4 donne per Pupi Avati: le nostre interviste

01/01/2008

Ha scelto quattro donne bellissime Pupi Avati per la sua ultima commedia, come sempre dai toni agrodolci, “La Cena per farli conoscere”: un film corale tutto (o quasi) femminile come pochi registi (penso ad Almodovar) sanno fare. Inés Sastre, Violante Placido e Vanessa Incontrada sono le tre figlie (da madri diverse) di Sandro Lanza, ovvero Diego Abatantuono, attore di B movies che si è sempre occupato più della propria mancata carriera che di loro. Francesca Neri è invece la donna che scelgono sperando di potersi sbarazzare di questo padre incomodo e la sua irruzione, durante la cena organizzata per farli conoscere, dona al film una svolta improvvisa, sia narrativa che di registro. Francesca Neri, ubriaca e in stato confusionale, è davvero irresistibile; Pupi Avati ha saputo scoprirle delle corde del tutto nuove. “Anni fa ha rifiutato un mio film e volevo farle fare una cosa diversa, difficile. L’ha saputa fare benissimo e ha vinto lei 2 a 0” scherza Pupi Avati. Con Inés Sastre invece è un ritorno, dopo “Il Testimone dello Sposo”. “Avevo la sensazione di non averla totalmente impegnata, di aver messo in risalto più la sua bellezza che la sua interiorità”.

“Come è stato questo ritorno sul set con Pupi Avati?” chiediamo a Inés Sastre.
Meraviglioso. Ho accettato il film senza neppure leggere il copione, avevo fiducia. E’ stato un grande cambiamento dopo il mio ultimo film con Andy Garcia ‘The lost City’. E poi il tema è attualissimo.

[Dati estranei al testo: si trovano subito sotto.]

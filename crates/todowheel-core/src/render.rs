use std::io::{self, IsTerminal, Write};

use anyhow::anyhow;
use chrono::Local;
use unicode_width::UnicodeWidthStr;

use crate::config::Config;
use crate::goals::{GoalFilter, GoalRegistry};
use crate::hosted::auth::AuthUser;
use crate::task::Task;
use crate::wheel::WheelSpin;

#[derive(Debug, Clone)]
pub struct Renderer {
    color: bool,
}

impl Renderer {
    pub fn new(cfg: &Config) -> anyhow::Result<Self> {
        let color_cfg = cfg.get("color").unwrap_or_else(|| "on".to_string());
        let color = match color_cfg.to_ascii_lowercase().as_str() {
            "on" | "yes" | "true" | "1" => io::stdout().is_terminal(),
            "off" | "no" | "false" | "0" => false,
            other => return Err(anyhow!("invalid color setting: {other}")),
        };

        Ok(Self { color })
    }

    pub fn plain() -> Self {
        Self { color: false }
    }

    #[tracing::instrument(skip_all, fields(count = tasks.len()))]
    pub fn task_table<W: Write>(&self, out: &mut W, tasks: &[&Task]) -> anyhow::Result<()> {
        if tasks.is_empty() {
            writeln!(out, "No tasks yet. Add one with `todowheel add <title>`.")?;
            return Ok(());
        }

        let headers = ["ID", "Title", "Time", "Goal"].map(String::from).to_vec();
        let rows = tasks
            .iter()
            .map(|task| {
                vec![
                    self.paint(&task.short_id(), "33"),
                    task.title.clone(),
                    task.duration.map(|d| d.to_string()).unwrap_or_default(),
                    task.goal.clone(),
                ]
            })
            .collect();

        write_table(out, headers, rows)
    }

    #[tracing::instrument(skip_all, fields(count = completed.len()))]
    pub fn history<W: Write>(&self, out: &mut W, completed: &[Task]) -> anyhow::Result<()> {
        if completed.is_empty() {
            writeln!(out, "No completed tasks.")?;
            return Ok(());
        }

        let headers = ["ID", "Title", "Time", "Goal", "Completed"]
            .map(String::from)
            .to_vec();
        let rows = completed
            .iter()
            .map(|task| {
                let completed_at = task
                    .completed_at
                    .map(|at| at.with_timezone(&Local).format("%Y-%m-%d %H:%M").to_string())
                    .unwrap_or_default();
                vec![
                    self.paint(&task.short_id(), "33"),
                    task.title.clone(),
                    task.duration.map(|d| d.to_string()).unwrap_or_default(),
                    task.goal.clone(),
                    self.paint(&completed_at, "32"),
                ]
            })
            .collect();

        write_table(out, headers, rows)
    }

    /// Goal tabs, "All Goals" first, with the selected one highlighted.
    pub fn goal_tabs<W: Write>(
        &self,
        out: &mut W,
        goals: &GoalRegistry,
        active: &GoalFilter,
    ) -> anyhow::Result<()> {
        for label in goals.tabs() {
            if label == active.label() {
                writeln!(out, "* {}", self.paint(label, "1;36"))?;
            } else {
                writeln!(out, "  {label}")?;
            }
        }
        Ok(())
    }

    pub fn spin<W: Write>(&self, out: &mut W, spin: &WheelSpin, task: &Task) -> anyhow::Result<()> {
        writeln!(
            out,
            "The wheel landed on: {}",
            self.paint(&task.title, "1;35")
        )?;
        let mut details = vec![format!("id {}", task.short_id()), task.goal.clone()];
        if let Some(duration) = task.duration {
            details.push(duration.to_string());
        }
        writeln!(out, "  {}", details.join(" | "))?;
        writeln!(
            out,
            "  spun {:.0}° across {} segments of {:.1}°",
            spin.rotation_degrees,
            (360.0 / spin.segment_degrees).round(),
            spin.segment_degrees
        )?;
        Ok(())
    }

    pub fn user<W: Write>(
        &self,
        out: &mut W,
        storage: &str,
        user: Option<&AuthUser>,
    ) -> anyhow::Result<()> {
        writeln!(out, "storage   {storage}")?;
        match user {
            Some(user) => {
                writeln!(out, "user      {}", user.id)?;
                if let Some(email) = &user.email {
                    writeln!(out, "email     {email}")?;
                }
            }
            None => writeln!(out, "user      (not signed in)")?,
        }
        Ok(())
    }

    pub fn paint(&self, text: &str, code: &str) -> String {
        if !self.color {
            return text.to_string();
        }
        format!("\x1b[{code}m{text}\x1b[0m")
    }
}

fn write_table<W: Write>(
    writer: &mut W,
    headers: Vec<String>,
    rows: Vec<Vec<String>>,
) -> anyhow::Result<()> {
    let column_count = headers.len();
    let mut widths = vec![0usize; column_count];

    for (idx, header) in headers.iter().enumerate() {
        widths[idx] = widths[idx].max(UnicodeWidthStr::width(header.as_str()));
    }

    for row in &rows {
        for (idx, cell) in row.iter().enumerate() {
            widths[idx] = widths[idx].max(UnicodeWidthStr::width(strip_ansi(cell).as_str()));
        }
    }

    let last = column_count.saturating_sub(1);
    for (idx, header) in headers.iter().enumerate() {
        if idx == last {
            writeln!(writer, "{header}")?;
        } else {
            write!(writer, "{:width$} ", header, width = widths[idx])?;
        }
    }

    for (idx, width) in widths.iter().enumerate() {
        if idx == last {
            writeln!(writer, "{:-<width$}", "", width = width)?;
        } else {
            write!(writer, "{:-<width$} ", "", width = width)?;
        }
    }

    for row in rows {
        for (idx, cell) in row.iter().enumerate() {
            if idx == last {
                writeln!(writer, "{cell}")?;
            } else {
                let visible_width = UnicodeWidthStr::width(strip_ansi(cell).as_str());
                let padding = widths[idx].saturating_sub(visible_width);
                write!(writer, "{}{} ", cell, " ".repeat(padding))?;
            }
        }
    }

    Ok(())
}

fn strip_ansi(s: &str) -> String {
    let mut out = String::with_capacity(s.len());
    let mut escaped = false;

    for ch in s.chars() {
        if escaped {
            if ch == 'm' {
                escaped = false;
            }
            continue;
        }

        if ch == '\x1b' {
            escaped = true;
            continue;
        }

        out.push(ch);
    }

    out
}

Queste tre donne sono obbligate a riunirsi per disfarsi del padre e invece stabiliscono una relazione. Il mio personaggio è una donna dura solo perché ha avuto un cattivo rapporto con il padre. Infine mi sono trovata benissimo a lavorare con tante donne. E’ stato un set tranquillo, mi sono sentita bene”.

“Anche a Violante Placido è piaciuta questa esperienza corale tutta femminile?”
E’ stata un’esperienza nuova perché mi sono sempre trovata affiancata da personaggi maschili. E siamo andate perfettamente d’accordo, non c’è stato nessun battibecco” risponde Violante.
“Il tuo personaggio, Betty, ha un padre attore, completamente diverso dal tuo. Ma c’è qualcosa in cui ti sei ritrovata?”
Ha una vita molto diversa dalla mia, persa nella malinconia di un padre che non c’è e combina solo guai, eppure nel profondo di questo personaggio qualcosa mi appartiene. Forse quello che li accomuna è l’assenza, ma mio padre mi ha trasmesso molti valori, tra cui quello della famiglia. E Betty mi assomiglia forse proprio per come prende lei in mano le redini della situazione. Penso che avrei anch’io agito così”.

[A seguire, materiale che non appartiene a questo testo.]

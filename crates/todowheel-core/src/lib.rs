pub mod app;
pub mod cli;
pub mod commands;
pub mod config;
pub mod datastore;
pub mod duration;
pub mod goals;
pub mod hosted;
pub mod mirror;
pub mod render;
pub mod session;
pub mod snapshot;
pub mod store;
pub mod task;
pub mod wheel;

use std::ffi::OsString;
use std::io;

use anyhow::Context;
use clap::Parser;
use tracing::{
  debug,
  info
};

use crate::cli::Command;
use crate::commands::Workspace;

#[tracing::instrument(skip_all)]
pub fn run(
  raw_args: Vec<OsString>
) -> anyhow::Result<()> {
  let pre = cli::preprocess_args(&raw_args);
  let cli = cli::GlobalCli::parse_from(
    pre.cleaned_args
  );

  cli::init_tracing(
    cli.verbose,
    cli.quiet
  )?;

  info!(
    verbose = cli.verbose,
    quiet = cli.quiet,
    "starting todowheel"
  );
  debug!(?pre.rc_overrides, "preprocessed rc overrides");

  let command = cli
    .command
    .unwrap_or(Command::List {
      goal: None
    });
  if command == Command::Version {
    println!(
      "{}",
      env!("CARGO_PKG_VERSION")
    );
    return Ok(());
  }

  let mut cfg = config::Config::load(
    cli.config.as_deref()
  )?;
  cfg.apply_overrides(
    pre.rc_overrides.into_iter().chain(
      cli
        .rc_overrides
        .into_iter()
        .map(|kv| (kv.key, kv.value))
    )
  );

  let data_dir =
    config::resolve_data_dir(
      &cfg,
      cli.data.as_deref()
    )
    .context(
      "failed to resolve data \
       directory"
    )?;
  let renderer =
    render::Renderer::new(&cfg)?;

  let runtime =
    tokio::runtime::Builder::new_current_thread()
      .enable_all()
      .build()
      .context(
        "failed to start async \
         runtime"
      )?;

  runtime.block_on(async move {
    let mut ws = Workspace::open(
      cfg, data_dir, renderer
    )
    .await?;

    if command == Command::Shell {
      return commands::shell::run(
        &mut ws
      )
      .await;
    }

    let mut out = io::stdout().lock();
    let result =
      ws.execute(command, &mut out).await;
    let flushed = ws
      .flush()
      .await
      .context("failed to save changes");
    result?;
    flushed?;
    info!("done");
    Ok(())
  })
}
use std::path::Path;
use std::time::Instant;

use chrono::Utc;
use tempfile::tempdir;
use todowheel_core::app::AppSession;
use todowheel_core::cli::{Command, GoalAction, HistoryAction};
use todowheel_core::commands::{Flow, Workspace};
use todowheel_core::config::Config;
use todowheel_core::datastore::DataStore;
use todowheel_core::duration::TaskDuration;
use todowheel_core::render::Renderer;
use todowheel_core::session::TaskDraft;
use todowheel_core::store::StoreBackend;

async fn workspace(dir: &Path) -> Workspace {
    Workspace::open(Config::default(), dir.to_path_buf(), Renderer::plain())
        .await
        .expect("open workspace")
}

async fn run(ws: &mut Workspace, command: Command) -> anyhow::Result<String> {
    let mut out = Vec::new();
    let flow = ws.execute(command, &mut out).await?;
    assert_eq!(flow, Flow::Continue);
    Ok(String::from_utf8(out).expect("utf8 output"))
}

fn add(title: &str, time: Option<&str>, unit: Option<&str>, goal: Option<&str>) -> Command {
    Command::Add {
        title: title.split_whitespace().map(String::from).collect(),
        time: time.map(String::from),
        unit: unit.map(String::from),
        goal: goal.map(String::from),
    }
}

#[tokio::test]
async fn completed_task_survives_reopen_of_the_local_store() {
    let temp = tempdir().expect("tempdir");
    let store = DataStore::open(temp.path()).expect("open datastore");
    let mut session = AppSession::open(StoreBackend::Local(store), std::time::Duration::ZERO)
        .await
        .expect("open session");

    let draft = TaskDraft::new("Write report")
        .with_duration(TaskDuration::from_parts("2", "hours").expect("duration"))
        .with_goal("Work");
    let id = draft.id;
    session
        .update(Instant::now(), |state| state.add_task(draft, Utc::now()))
        .expect("add");
    session
        .update(Instant::now(), |state| state.complete_task(id, Utc::now()))
        .expect("complete");
    session.flush().await.expect("flush");

    let reopened = DataStore::open(temp.path()).expect("reopen datastore");
    let snapshot = reopened.load_snapshot().expect("load snapshot");
    assert!(snapshot.tasks.is_empty());
    assert_eq!(snapshot.completed.len(), 1);
    let done = &snapshot.completed[0];
    assert_eq!(done.title, "Write report");
    assert!(done.completed);
    assert!(done.completed_at.is_some());
    assert_eq!(done.duration.map(|d| d.to_string()).as_deref(), Some("2 hours"));
}

#[tokio::test]
async fn commands_add_list_complete_and_show_history() {
    let temp = tempdir().expect("tempdir");
    let mut ws = workspace(temp.path()).await;

    let added = run(&mut ws, add("Write report", Some("2"), Some("hours"), Some("Work")))
        .await
        .expect("add");
    assert!(added.contains("Write report"));
    run(&mut ws, add("Call mom", Some("30 mins"), None, Some("Personal")))
        .await
        .expect("add second");

    let listed = run(&mut ws, Command::List { goal: None }).await.expect("list");
    assert!(listed.starts_with("All Goals"));
    assert!(listed.contains("2 hours"));
    assert!(listed.contains("30 minutes"));

    let work_only = run(&mut ws, Command::List { goal: Some("Work".into()) })
        .await
        .expect("filtered list");
    assert!(work_only.contains("Write report"));
    assert!(!work_only.contains("Call mom"));

    let id = {
        let session = ws.session().expect("signed in");
        session.state().tasks()[0].short_id()
    };
    let done = run(&mut ws, Command::Done { id })
        .await
        .expect("done");
    assert!(done.contains("Completed task"));

    let history = run(&mut ws, Command::History { action: None })
        .await
        .expect("history");
    assert!(history.contains("Write report"));

    ws.flush().await.expect("flush");
    let reopened = workspace(temp.path()).await;
    let state = reopened.session().expect("signed in").state();
    assert_eq!(state.tasks().len(), 1);
    assert_eq!(state.completed().len(), 1);
    assert_eq!(state.completed()[0].title, "Write report");
}

#[tokio::test]
async fn validation_errors_fail_without_touching_state() {
    let temp = tempdir().expect("tempdir");
    let mut ws = workspace(temp.path()).await;

    let err = run(&mut ws, add("   ", None, None, None))
        .await
        .expect_err("empty title");
    assert!(err.to_string().contains("please enter a task title"));

    let err = run(&mut ws, add("Stretch", Some("0"), Some("hours"), None))
        .await
        .expect_err("zero duration");
    assert!(!err.to_string().is_empty());

    let err = run(&mut ws, add("Stretch", None, None, Some("Gardening")))
        .await
        .expect_err("unknown goal");
    assert!(err.to_string().contains("Gardening"));

    let session = ws.session().expect("signed in");
    assert!(session.state().tasks().is_empty());
    assert!(!session.has_pending());
}

#[tokio::test]
async fn missing_ids_are_reported_not_failed() {
    let temp = tempdir().expect("tempdir");
    let mut ws = workspace(temp.path()).await;

    let done = run(&mut ws, Command::Done { id: "deadbeef".into() })
        .await
        .expect("done on missing id");
    assert!(done.contains("No active task matches"));

    let deleted = run(&mut ws, Command::Delete { id: "deadbeef".into() })
        .await
        .expect("delete on missing id");
    assert!(deleted.contains("No active task matches"));

    let removed = run(
        &mut ws,
        Command::History {
            action: Some(HistoryAction::Remove { id: "deadbeef".into() }),
        },
    )
    .await
    .expect("history remove on missing id");
    assert!(removed.contains("No completed task matches"));
}

#[tokio::test]
async fn selected_goal_is_remembered_and_scopes_new_tasks() {
    let temp = tempdir().expect("tempdir");
    let mut ws = workspace(temp.path()).await;

    run(
        &mut ws,
        Command::Goal {
            action: GoalAction::Add { name: vec!["Fitness".into()] },
        },
    )
    .await
    .expect("add goal");
    let again = run(
        &mut ws,
        Command::Goal {
            action: GoalAction::Add { name: vec!["Fitness".into()] },
        },
    )
    .await
    .expect("duplicate goal is a no-op");
    assert!(again.contains("already exists"));

    run(
        &mut ws,
        Command::Goal {
            action: GoalAction::Use { label: vec!["Fitness".into()] },
        },
    )
    .await
    .expect("use goal");
    run(&mut ws, add("Run 5k", None, None, None)).await.expect("add");
    ws.flush().await.expect("flush");

    let mut reopened = workspace(temp.path()).await;
    let tabs = run(&mut reopened, Command::Goals).await.expect("goals");
    assert!(tabs.contains("* Fitness"));
    let state = reopened.session().expect("signed in").state();
    assert_eq!(state.tasks()[0].goal, "Fitness");
    assert_eq!(state.goals().labels(), ["Personal", "Work", "Fitness"]);
}

#[tokio::test]
async fn spin_picks_a_visible_task_or_reports_an_empty_wheel() {
    let temp = tempdir().expect("tempdir");
    let mut ws = workspace(temp.path()).await;

    let empty = run(&mut ws, Command::Spin { goal: None }).await.expect("spin");
    assert!(empty.contains("Nothing to spin"));

    run(&mut ws, add("Only task", None, None, Some("Work")))
        .await
        .expect("add");
    let landed = run(&mut ws, Command::Spin { goal: Some("Work".into()) })
        .await
        .expect("spin");
    assert!(landed.contains("The wheel landed on: Only task"));

    let clear = run(
        &mut ws,
        Command::History {
            action: Some(HistoryAction::Clear),
        },
    )
    .await
    .expect("clear history");
    assert!(clear.contains("Cleared 0 completed tasks"));
}

#[tokio::test]
async fn account_commands_need_hosted_storage() {
    let temp = tempdir().expect("tempdir");
    let mut ws = workspace(temp.path()).await;

    let err = run(&mut ws, Command::Logout).await.expect_err("local logout");
    assert!(err.to_string().contains("storage = hosted"));

    let who = run(&mut ws, Command::Whoami).await.expect("whoami");
    assert!(who.contains("local:"));
    assert!(who.contains("not signed in"));
}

Cosa vi sia di autobiografico da parte di Pupi Avati in questo anomalo “gruppo di famiglia” è il regista stesso a raccontarcelo. “Sono ricorso a modelli comportamentali della figura paterna che è al centro della mia nostalgia. Con l’andare del tempo ho avvertito sempre più la mancanza di una figura con cui interloquire. Ed è riaffiorato molto del mio passato, delle mie esperienze, dei miei errori. Anch’io sono stato un padre assente, anche se il personaggio di Sandro Lanza non replica me stesso, ho dedicato le mie energie al conseguimento professionale. E adesso che mi piacerebbe essere padre i miei figli se ne sono andati, si sono volatilizzati, hanno una loro vita.
Nel film queste ragazze che si conoscevano appena, accomunate solo dall’astio per il padre, a un certo punto diventano sorelle, costituiscono una famiglia. Ed è quando il padre uscirà di scena. L’assenza costuirà il collante
”.
Bellissimo il finale, commovente e mirabilmente equilibrato dai titoli di coda con una geniale filmografia immaginaria di Sandro Lanza (divertitevi a riconoscere i titoli autentici). E’ proprio questa la chiave della commedia “La commedia sta nell’alternare il registro del buffo, del comico a un autentico afflato affettivo. Mescola le risate alla commozione così come la vita è un alternarsi frequente di emozioni”.

Abbiamo parlato delle protagoniste femminili, ma che dire di Abatantuono, personaggio depresso da una sbagliata plastica facciale, da una carriera mai decollata e da rapporti umani incompiuti?
Solo due attori avrebbero potuto interpretare Sandro Lanza. Uno si chiamava Ugo Tognazzi e l’altro si chiama Diego Abatantuono. Nelle loro contraddizioni e nella loro capacità seduttiva c’è qualcosa che li accomuna”.